== Activity ==
Lines in the following data that contain the string "across" are to be counted. Report only their number.

=== Section Start ===

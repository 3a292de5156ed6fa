//! Tagwatch - release and webhook reconciliation for code-hosting services
//!
//! Tagwatch keeps a cluster's record of a source repository's releases and
//! webhook registration synchronized with an external code-hosting service.
//! Push webhooks provide freshness; a periodic poll provides correctness
//! across restarts, webhook loss, and out-of-order events. Per-release
//! deployment status is projected onto ExposedDomain resources.
//!
//! # Architecture
//!
//! - Repository resources drive a reconcile loop: resolve the API token,
//!   ensure the remote webhook, sync releases and pull-request previews,
//!   project deployments, persist status
//! - A callback HTTP server validates signed inbound payloads against an
//!   in-memory registry shared with the reconcilers
//! - ExposedDomain events re-project deployment status across repositories
//!
//! # Modules
//!
//! - [`crd`] - Custom Resource Definitions (Repository, ExposedDomain)
//! - [`controller`] - Kubernetes controller reconciliation logic
//! - [`forge`] - Code-hosting REST API client
//! - [`hook`] - Webhook lifecycle, callback registry, payload receiver
//! - [`release`] - Incremental release and pull-request sync
//! - [`deploy`] - Deployment status projection
//! - [`config`] - Runtime settings
//! - [`error`] - Error types for the operator

#![deny(missing_docs)]

pub mod config;
pub mod controller;
pub mod crd;
pub mod deploy;
pub mod error;
pub mod forge;
pub mod hook;
pub mod release;

pub use error::Error;

/// Result type alias using our custom Error type
pub type Result<T> = std::result::Result<T, Error>;

/// Default port the callback server binds on
pub const DEFAULT_CALLBACK_PORT: u16 = 8090;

=== Section End ===

== Solution ==
2